示例#1
0
def disambiguate_reporters(
    citations: List[Union[Citation, NonopinionCitation]]
) -> List[Union[Citation, NonopinionCitation]]:
    """Convert a list of citations to a list of unambiguous ones.

    Goal is to figure out:
     - citation.canonical_reporter
     - citation.lookup_index

    And there are a few things that can be ambiguous:
     - More than one variation.
     - More than one reporter for the key.
     - Could be an edition (or not)
     - All combinations of the above:
        - More than one variation.
        - More than one variation, with more than one reporter for the key.
        - More than one variation, with more than one reporter for the key,
          which is an edition.
        - More than one variation, which is an edition
        - ...

    For variants, we just need to sort out the canonical_reporter.

    If it's not possible to disambiguate the reporter, we simply have to drop
    it.
    """
    unambiguous_citations = []
    for citation in citations:
        # Only disambiguate citations with a reporter
        if not isinstance(citation, (FullCitation, ShortformCitation)):
            unambiguous_citations.append(citation)
            continue

        # Non-variant items (P.R.R., A.2d, Wash., etc.)
        if REPORTERS.get(EDITIONS.get(citation.reporter)) is not None:
            citation.canonical_reporter = EDITIONS[citation.reporter]
            if len(REPORTERS[EDITIONS[citation.reporter]]) == 1:
                # Single reporter, easy-peasy.
                citation.lookup_index = 0
                unambiguous_citations.append(citation)
                continue

            # Multiple books under this key, but which is correct?
            if citation.year:
                # attempt resolution by date
                possible_citations = []
                rep_len = len(REPORTERS[EDITIONS[citation.reporter]])
                for i in range(0, rep_len):
                    if is_date_in_reporter(
                            REPORTERS[EDITIONS[citation.reporter]][i]
                        ["editions"],
                            citation.year,
                    ):
                        possible_citations.append((citation.reporter, i))
                if len(possible_citations) == 1:
                    # We were able to identify only one hit
                    # after filtering by year.
                    citation.reporter = possible_citations[0][0]
                    citation.lookup_index = possible_citations[0][1]
                    unambiguous_citations.append(citation)
                    continue

        # Try doing a variation of an edition.
        elif VARIATIONS_ONLY.get(citation.reporter) is not None:
            if len(VARIATIONS_ONLY[citation.reporter]) == 1:
                # Only one variation -- great, use it.
                citation.canonical_reporter = EDITIONS[VARIATIONS_ONLY[
                    citation.reporter][0]]
                cached_variation = citation.reporter
                citation.reporter = VARIATIONS_ONLY[citation.reporter][0]
                if len(REPORTERS[citation.canonical_reporter]) == 1:
                    # It's a single reporter under a misspelled key.
                    citation.lookup_index = 0
                    unambiguous_citations.append(citation)
                    continue

                # Multiple reporters under a single misspelled key
                # (e.g.
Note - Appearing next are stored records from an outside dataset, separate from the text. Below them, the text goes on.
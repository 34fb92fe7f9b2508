//! Admission and authorization decisions for SSH connections.
//!
//! [`AccessControl`] is the one service object shared (behind an `Arc`) by
//! every connection handler, the admin console and the file watcher.  It owns
//! no lock of its own: all state lives in the [`UserRegistry`] and
//! [`ConfigHandle`] it wraps.

use std::sync::Arc;

use anyhow::Result;
use tracing::{error, info, instrument, warn};

use super::fingerprint::Fingerprint;
use super::permission::AccessLevel;
use crate::config::ConfigHandle;
use crate::registry::{Registration, User, UserRegistry};
use crate::watch::{Reconcile, WatchedFile};

#[derive(Debug)]
pub struct AccessControl {
    /// The single bare repository this process serves, e.g. `widgets.git`.
    repo_name: String,
    registry: Arc<UserRegistry>,
    config: Arc<ConfigHandle>,
}

impl AccessControl {
    pub fn new(
        repo_name: impl Into<String>,
        registry: Arc<UserRegistry>,
        config: Arc<ConfigHandle>,
    ) -> Self {
        Self {
            repo_name: repo_name.into(),
            registry,
            config,
        }
    }

    pub fn repo_name(&self) -> &str {
        &self.repo_name
    }

    pub fn registry(&self) -> &Arc<UserRegistry> {
        &self.registry
    }

    pub fn config(&self) -> &Arc<ConfigHandle> {
        &self.config
    }

    // -- Connection time --------------------------------------------------

    /// Decide whether a key may open an SSH session.
    ///
    /// Registered keys are always admitted, whatever their permission; Git
    /// operations are gated separately by [`AccessControl::authorize_repo`].
    /// Unknown keys are registered as guests when the server is public and
    /// rejected otherwise.  A guest whose registration cannot be persisted is
    /// rejected.
    #[instrument(skip(self, fingerprint), fields(key = %fingerprint.sha256()))]
    pub fn authenticate(&self, username: &str, remote_addr: &str, fingerprint: &Fingerprint) -> bool {
        if let Some(user) = self.registry.get(fingerprint) {
            info!(user = %user.name, perm = %user.perm, "user authenticated");
            return true;
        }

        let display_name = format!("{username}@{remote_addr}");
        if !self.config.is_public() {
            warn!(user = %display_name, "unauthorized key tried to connect");
            return false;
        }

        info!(user = %display_name, "new user connecting");
        let guest = User::new(display_name, self.config.get().guest_permission());
        let perm = guest.perm.clone();

        match self.registry.register_if_absent(fingerprint.clone(), guest) {
            Ok(Registration::Created) => {
                info!(perm = %perm, "guest registered");
                true
            }
            Ok(Registration::Existing(user)) => {
                info!(user = %user.name, "key registered by a concurrent connection");
                true
            }
            Err(e) => {
                error!(error = %e, "could not persist guest; rejecting connection");
                false
            }
        }
    }

    // -- Operation time ---------------------------------------------------

    /// Capability of `fingerprint` on `repo_name`.  Pure lookup.
    pub fn authorize_repo(&self, repo_name: &str, fingerprint: &Fingerprint) -> AccessLevel {
        if repo_name != self.repo_name {
            return AccessLevel::NoAccess;
        }
        self.access_of(fingerprint)
    }

    /// Capability of `fingerprint` regardless of repository.
    pub fn access_of(&self, fingerprint: &Fingerprint) -> AccessLevel {
        self.registry
            .get(fingerprint)
            .map(|u| u.perm.access())
            .unwrap_or(AccessLevel::NoAccess)
    }

    /// Whether `fingerprint` may use the interactive admin console.
    pub fn console_allowed(&self, fingerprint: &Fingerprint) -> bool {
        self.access_of(fingerprint) == AccessLevel::Admin
    }
}

impl Reconcile for AccessControl {
    fn reconcile(&self, file: WatchedFile) -> Result<()> {
        match file {
            WatchedFile::Users => {
                info!("detected external change, reloading users");
                self.registry.reload()?;
            }
            WatchedFile::Config => {
                info!("detected external change, reloading config");
                self.config.reload()?;
            }
        }
        Ok(())
    }
}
Wn.2d --> Wash --> Va Reports, Wash or
                #                          Washington Reports).
                if citation.year:
                    # attempt resolution by date
                    possible_citations = []
                    rep_can = len(REPORTERS[citation.canonical_reporter])
                    for i in range(0, rep_can):
                        if is_date_in_reporter(
                                REPORTERS[citation.canonical_reporter][i]
                            ["editions"],
                                citation.year,
                        ):
                            possible_citations.append((citation.reporter, i))
                    if len(possible_citations) == 1:
                        # We were able to identify only one hit after
                        # filtering by year.
                        citation.lookup_index = possible_citations[0][1]
                        unambiguous_citations.append(citation)
                        continue
                # Attempt resolution by unique variation
                # (e.g. Cr. can only be Cranch[0])
                possible_citations = []
                reps = REPORTERS[citation.canonical_reporter]
                for i in range(0, len(reps)):
                    for variation in REPORTERS[citation.canonical_reporter][i][
                            "variations"].items():
                        if variation[0] == cached_variation:
                            possible_citations.append((variation[1], i))
                if len(possible_citations) == 1:
                    # We were able to find a single match after filtering
                    # by variation.
                    citation.lookup_index = possible_citations[0][1]
                    unambiguous_citations.append(citation)
                    continue
            else:
                # Multiple variations, deal with them.
                possible_citations = []
                for reporter_key in VARIATIONS_ONLY[citation.reporter]:
                    for i in range(0, len(REPORTERS[EDITIONS[reporter_key]])):
                        # This inner loop works regardless of the number of
                        # reporters under the key.
                        key = REPORTERS[EDITIONS[reporter_key]]
                        if citation.year:
                            cite_year = citation.year
                            if is_date_in_reporter(key[i]["editions"],
                                                   cite_year):
                                possible_citations.append((reporter_key, i))
                if len(possible_citations) == 1:
                    # We were able to identify only one hit after filtering by
                    # year.
                    citation.canonical_reporter = EDITIONS[
                        possible_citations[0][0]]
                    citation.reporter = possible_citations[0][0]
                    citation.lookup_index = possible_citations[0][1]
                    unambiguous_citations.append(citation)
                    continue

    return unambiguous_citations
示例#2
0
def get_date_filed(clean_html_tree, citations, case_path=None, court=None):
    path = '//center[descendant::text()[not(starts-with(normalize-space(.), "No.") or starts-with(normalize-space(.), "Case No.") or starts-with(normalize-space(.), "Record No."))]]'

    # Get a reasonable date range based on reporters in the citations.
    reporter_keys = [citation.reporter for citation in citations]
    range_dates = []
    for reporter_key in reporter_keys:
        for reporter in REPORTERS.get(EDITIONS.get(reporter_key)):
            try:
                range_dates.extend(reporter['editions'][reporter_key])
            except KeyError:
                # Fails when a reporter_key points to more than one reporter, one of which doesn't have the edition
                # queried. For example, Wash. 2d isn't in REPORTERS['Wash.']['editions'][0].
                pass
    if range_dates:
        start, end = min(range_dates) - timedelta(
            weeks=(20 * 52)), max(range_dates) + timedelta(weeks=20 * 52)
        if end > now():
            end = now()

    dates = []
    for e in clean_html_tree.xpath(path):
        text = tostring(e, method='text', encoding='unicode')
        # Items like "February 4, 1991, at 9:05 A.M." stump the lexer in the date parser. Consequently, we purge
        # the word at, and anything after it.
        text = re.sub(' at .*', '', text)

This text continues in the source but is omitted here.